Stored items:
━━━━━━━━
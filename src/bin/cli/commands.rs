//! Command dispatch for the resembl CLI.

use std::io::Read;
use std::path::{Path, PathBuf};

use resembl::core::config::{self, ResemblConfig};
use resembl::core::engine::{CancelFlag, ResemblEngine};
use resembl::core::errors::{ResemblError, Result};
use resembl::detectors::lsh;
use resembl::storage::{SnippetStore, SqliteStore, DATABASE_ENV, DEFAULT_DATABASE};

use super::args::{Cli, CollectionAction, Commands, ConfigAction, NameAction, TagAction};
use super::output;

/// Path of the active database: `RESEMBL_DATABASE` or the default file.
fn database_path() -> PathBuf {
    std::env::var_os(DATABASE_ENV)
        .map(PathBuf::from)
        .unwrap_or_else(|| PathBuf::from(DEFAULT_DATABASE))
}

fn open_engine(config: ResemblConfig) -> Result<ResemblEngine<SqliteStore>> {
    let store = SqliteStore::open(&database_path())?;
    ResemblEngine::new(store, config, lsh::cache_dir())
}

/// Read assembly text from a file, or stdin when the path is `-` or absent.
fn read_code(file: Option<&Path>) -> Result<String> {
    let from_stdin = file.map_or(true, |p| p.as_os_str() == "-");
    if from_stdin {
        let mut buffer = String::new();
        std::io::stdin()
            .read_to_string(&mut buffer)
            .map_err(map_read_error)?;
        return Ok(buffer);
    }
    let path = file.expect("checked above");
    std::fs::read_to_string(path).map_err(map_read_error)
}

fn map_read_error(e: std::io::Error) -> ResemblError {
    if e.kind() == std::io::ErrorKind::InvalidData {
        ResemblError::bad_input("input is not valid UTF-8")
    } else {
        ResemblError::io("failed to read input", e)
    }
}

/// Execute the parsed command line.
pub fn run(cli: Cli) -> Result<()> {
    let mut config = config::load_config()?;
    if let Some(format) = &cli.format {
        config.format = format.parse()?;
    }
    let format = config.format;

    match cli.command {
        Commands::Add { name, file } => {
            let code = read_code(file.as_deref())?;
            let report = open_engine(config)?.add(&name, &code)?;
            if report.created {
                println!("created {}", report.checksum);
            } else {
                println!("aliased {} as '{name}'", report.checksum);
            }
        }

        Commands::Get { checksum } => {
            let snippet = open_engine(config)?.get(&checksum)?;
            output::print_snippet(&snippet, format);
        }

        Commands::List { start, end } => {
            let engine = open_engine(config)?;
            let snippets = engine.store().list(start, end)?;
            output::print_snippets(&snippets, format);
        }

        Commands::Search { pattern } => {
            let engine = open_engine(config)?;
            let snippets = engine.store().search_by_name(&pattern)?;
            output::print_snippets(&snippets, format);
        }

        Commands::Find {
            file,
            top_n,
            threshold,
            raw,
        } => {
            let code = read_code(file.as_deref())?;
            let top_n = top_n.unwrap_or(config.top_n as usize);
            let threshold = threshold.unwrap_or(config.lsh_threshold);
            let mut engine = open_engine(config)?;
            let matches = engine.find(&code, top_n, threshold, !raw)?;
            output::print_matches(&matches, format);
        }

        Commands::Compare {
            checksum_a,
            checksum_b,
        } => {
            let engine = open_engine(config)?;
            let comparison = engine.compare(&checksum_a, &checksum_b)?;
            output::print_comparison(&comparison, format);
        }

        Commands::Delete { checksum } => {
            let snippet = open_engine(config)?.delete(&checksum)?;
            println!("deleted {}", snippet.checksum);
        }

        Commands::Import { dir } => {
            let report = open_engine(config)?.import_dir(&dir, &CancelFlag::new())?;
            println!(
                "imported {} snippets ({} aliases, {} skipped)",
                report.created, report.aliased, report.skipped
            );
        }

        Commands::Export { dir } => {
            let report = open_engine(config)?.export_dir(&dir)?;
            println!("exported {} snippets to {}", report.num_exported, dir.display());
        }

        Commands::Merge { database } => {
            if !database.exists() {
                return Err(ResemblError::not_found(format!(
                    "database {}",
                    database.display()
                )));
            }
            let source = SqliteStore::open(&database)?;
            let report = open_engine(config)?.merge_from(&source)?;
            println!(
                "merged: {} added, {} updated, {} unchanged",
                report.added, report.updated, report.skipped
            );
        }

        Commands::Reindex => {
            let report = open_engine(config)?.reindex(&CancelFlag::new())?;
            println!(
                "reindexed {} snippets in {:.2}s",
                report.num_reindexed, report.elapsed_secs
            );
        }

        Commands::Stats => {
            let stats = open_engine(config)?.stats()?;
            output::print_stats(&stats, format);
        }

        Commands::Clean => {
            open_engine(config)?.clean()?;
            println!("cache cleared, database vacuumed");
        }

        Commands::Yara { output: path } => {
            let engine = open_engine(config)?;
            let mut file = std::fs::File::create(&path)
                .map_err(|e| ResemblError::io(format!("failed to create {}", path.display()), e))?;
            let count = engine.write_yara_rules(&mut file)?;
            println!("wrote {count} rules to {}", path.display());
        }

        Commands::Name { action } => {
            let mut engine = open_engine(config)?;
            match action {
                NameAction::Add { checksum, name } => {
                    let snippet = engine.get(&checksum)?;
                    let updated = engine.store_mut().add_name(&snippet.checksum, &name)?;
                    println!("names: {}", updated.names.join(", "));
                }
                NameAction::Remove { checksum, name } => {
                    let snippet = engine.get(&checksum)?;
                    let updated = engine.store_mut().remove_name(&snippet.checksum, &name)?;
                    println!("names: {}", updated.names.join(", "));
                }
            }
        }

        Commands::Tag { action } => {
            let mut engine = open_engine(config)?;
            match action {
                TagAction::Add { checksum, tag } => {
                    let snippet = engine.get(&checksum)?;
                    let updated = engine.store_mut().add_tag(&snippet.checksum, &tag)?;
                    println!("tags: {}", updated.tags.join(", "));
                }
                TagAction::Remove { checksum, tag } => {
                    let snippet = engine.get(&checksum)?;
                    let updated = engine.store_mut().remove_tag(&snippet.checksum, &tag)?;
                    println!("tags: {}", updated.tags.join(", "));
                }
            }
        }

        Commands::Collection { action } => {
            let mut engine = open_engine(config)?;
            match action {
                CollectionAction::Create { name, description } => {
                    engine.store_mut().create_collection(&name, &description)?;
                    println!("created collection '{name}'");
                }
                CollectionAction::Delete { name } => {
                    engine.store_mut().delete_collection(&name)?;
                    println!("deleted collection '{name}'");
                }
                CollectionAction::List => {
                    let collections = engine.store().collections()?;
                    output::print_collections(&collections, format);
                }
                CollectionAction::Show { name } => {
                    let snippets = engine.store().snippets_in_collection(&name)?;
                    output::print_snippets(&snippets, format);
                }
                CollectionAction::Add { name, checksum } => {
                    let snippet = engine.get(&checksum)?;
                    engine
                        .store_mut()
                        .set_collection(&snippet.checksum, Some(&name))?;
                    println!("added {} to '{name}'", &snippet.checksum[..12]);
                }
                CollectionAction::Remove { checksum } => {
                    let snippet = engine.get(&checksum)?;
                    engine.store_mut().set_collection(&snippet.checksum, None)?;
                    println!("removed {} from its collection", &snippet.checksum[..12]);
                }
            }
        }

        Commands::Version { name } => {
            let engine = open_engine(config)?;
            let versions = engine.versions(&name)?;
            output::print_versions(&versions, format);
        }

        Commands::Config { action } => match action {
            ConfigAction::List => {
                for (key, value) in config.items() {
                    println!("{key} = {value}");
                }
            }
            ConfigAction::Get { key } => {
                println!("{}", config.get_key(&key)?);
            }
            ConfigAction::Set { key, value } => {
                let updated = config::update_key(&key, &value)?;
                println!("{key} = {}", updated.get_key(&key)?);
            }
            ConfigAction::Unset { key } => {
                let updated = config::remove_key(&key)?;
                println!("{key} = {}", updated.get_key(&key)?);
            }
            ConfigAction::Path => {
                println!("{}", config::config_path().display());
            }
        },
    }

    Ok(())
}
//! Assembly tokenizer and canonical normalizer.
//!
//! The tokenizer is total: any byte sequence produces a token stream without
//! failing. Comments and whitespace are always dropped; with generalization
//! on, registers, immediates, labels, and memory-size hints collapse to the
//! placeholders `REG`, `IMM`, `LABEL`, and `MEM_SIZE` so that register
//! renaming and constant changes do not affect similarity.

use sha2::{Digest, Sha256};

use crate::lang::registers::is_register;

/// How tokens are emitted.
#[derive(Debug, Clone, Copy, PartialEq, Eq)]
pub enum TokenizationMode {
    /// Collapse registers/immediates/labels/size hints to placeholders.
    Generalize,
    /// Emit tokens as their uppercased source form.
    Raw,
}

/// Memory-size hint keywords, lowercased.
const MEM_SIZE_WORDS: &[&str] = &["dword", "word", "byte", "qword", "ptr"];

/// Placeholder emitted for any register token.
pub const TOKEN_REG: &str = "REG";
/// Placeholder emitted for any immediate operand.
pub const TOKEN_IMM: &str = "IMM";
/// Placeholder emitted for label definitions and references.
pub const TOKEN_LABEL: &str = "LABEL";
/// Placeholder emitted for memory-size hints.
pub const TOKEN_MEM_SIZE: &str = "MEM_SIZE";

/// Tokenize a code snippet.
///
/// Never fails; unrecognized printable characters become single-character
/// punctuation tokens, control and non-ASCII bytes are skipped.
pub fn tokenize(code: &str, mode: TokenizationMode) -> Vec<String> {
    let mut tokens = Vec::new();
    for line in code.lines() {
        tokenize_line(line, mode, &mut tokens);
    }
    tokens
}

/// Normalize a snippet: tokenize with generalization on and join with
/// single spaces. Stable across whitespace and comment reformatting.
pub fn normalize(code: &str) -> String {
    tokenize(code, TokenizationMode::Generalize).join(" ")
}

/// Hex-encoded SHA-256 of the normalized snippet; the snippet's identity.
pub fn string_checksum(code: &str) -> String {
    let normalized = normalize(code);
    let mut hasher = Sha256::new();
    hasher.update(normalized.as_bytes());
    hex_encode(&hasher.finalize())
}

/// Lowercase hex encoding of a byte slice.
pub fn hex_encode(bytes: &[u8]) -> String {
    let mut out = String::with_capacity(bytes.len() * 2);
    for b in bytes {
        out.push_str(&format!("{b:02x}"));
    }
    out
}

fn tokenize_line(line: &str, mode: TokenizationMode, tokens: &mut Vec<String>) {
    let chars: Vec<char> = line.chars().collect();
    let mut i = 0;

    while i < chars.len() {
        let c = chars[i];

        // Comments run to end of line. `#` only opens a comment when it is
        // not an assembler-style immediate like `#8` or `#0x10`.
        if c == ';' {
            return;
        }
        if c == '/' && chars.get(i + 1) == Some(&'/') {
            return;
        }
        if c == '#' && !chars.get(i + 1).is_some_and(|n| n.is_ascii_digit()) {
            return;
        }

        if c.is_whitespace() {
            i += 1;
            continue;
        }

        // Assembler-style immediate: `#` followed by a number.
        if c == '#' {
            let start = i;
            i += 1;
            while i < chars.len() && (chars[i].is_ascii_alphanumeric() || chars[i] == '_') {
                i += 1;
            }
            push_immediate(&chars[start..i], mode, tokens);
            continue;
        }

        // Numeric immediate: decimal, 0x hex, 0b binary, or trailing-h hex.
        if c.is_ascii_digit() {
            let start = i;
            while i < chars.len() && (chars[i].is_ascii_alphanumeric() || chars[i] == '_') {
                i += 1;
            }
            push_immediate(&chars[start..i], mode, tokens);
            continue;
        }

        // Identifier: mnemonic, register, label, or size hint. `$` begins
        // MIPS registers, `.` and `?` begin label spellings.
        if c.is_ascii_alphabetic() || matches!(c, '_' | '.' | '$' | '?' | '@') {
            let start = i;
            i += 1;
            while i < chars.len()
                && (chars[i].is_ascii_alphanumeric() || matches!(chars[i], '_' | '.' | '$' | '?' | '@'))
            {
                i += 1;
            }
            let word: String = chars[start..i].iter().collect();

            // A trailing colon makes this a label definition.
            if chars.get(i) == Some(&':') {
                i += 1;
                match mode {
                    TokenizationMode::Generalize => tokens.push(TOKEN_LABEL.to_string()),
                    TokenizationMode::Raw => {
                        let mut raw = word.to_uppercase();
                        raw.push(':');
                        tokens.push(raw);
                    }
                }
                continue;
            }

            push_word(&word, mode, tokens);
            continue;
        }

        // Everything else: single-character punctuation, verbatim. Skip
        // control characters and non-ASCII bytes.
        if c.is_ascii() && !c.is_ascii_control() {
            tokens.push(c.to_string());
        }
        i += 1;
    }
}

fn push_immediate(lexeme: &[char], mode: TokenizationMode, tokens: &mut Vec<String>) {
    match mode {
        TokenizationMode::Generalize => tokens.push(TOKEN_IMM.to_string()),
        TokenizationMode::Raw => {
            let raw: String = lexeme.iter().collect();
            tokens.push(raw.to_uppercase());
        }
    }
}

fn push_word(word: &str, mode: TokenizationMode, tokens: &mut Vec<String>) {
    if mode == TokenizationMode::Raw {
        tokens.push(word.to_uppercase());
        return;
    }

    if is_register(word) {
        tokens.push(TOKEN_REG.to_string());
    } else if MEM_SIZE_WORDS.contains(&word.to_ascii_lowercase().as_str()) {
        tokens.push(TOKEN_MEM_SIZE.to_string());
    } else if looks_like_label(word) {
        tokens.push(TOKEN_LABEL.to_string());
    } else {
        tokens.push(word.to_uppercase());
    }
}

/// Heuristic for label references: compiler- and disassembler-style label
/// spellings (`.L1`, `?_0001`, `loc_401000`, `sub_1234`).
fn looks_like_label(word: &str) -> bool {
    if word.starts_with('.') || word.starts_with('?') {
        return true;
    }
    let lowered = word.to_ascii_lowercase();
    lowered.starts_with("loc_") || lowered.starts_with("sub_") || lowered.starts_with("lbl_")
}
━━━━━━━━
What you give back should be exactly the lines of the data above from the line with "engine.store_mut().create_collection(&name, &description)?;" through the line with "for (key, value)", both of those included, and nothing more.

- [Written answer]
                    engine.store_mut().create_collection(&name, &description)?;
                    println!("created collection '{name}'");
                }
                CollectionAction::Delete { name } => {
                    engine.store_mut().delete_collection(&name)?;
                    println!("deleted collection '{name}'");
                }
                CollectionAction::List => {
                    let collections = engine.store().collections()?;
                    output::print_collections(&collections, format);
                }
                CollectionAction::Show { name } => {
                    let snippets = engine.store().snippets_in_collection(&name)?;
                    output::print_snippets(&snippets, format);
                }
                CollectionAction::Add { name, checksum } => {
                    let snippet = engine.get(&checksum)?;
                    engine
                        .store_mut()
                        .set_collection(&snippet.checksum, Some(&name))?;
                    println!("added {} to '{name}'", &snippet.checksum[..12]);
                }
                CollectionAction::Remove { checksum } => {
                    let snippet = engine.get(&checksum)?;
                    engine.store_mut().set_collection(&snippet.checksum, None)?;
                    println!("removed {} from its collection", &snippet.checksum[..12]);
                }
            }
        }

        Commands::Version { name } => {
            let engine = open_engine(config)?;
            let versions = engine.versions(&name)?;
            output::print_versions(&versions, format);
        }

        Commands::Config { action } => match action {
            ConfigAction::List => {
                for (key, value) in config.items() {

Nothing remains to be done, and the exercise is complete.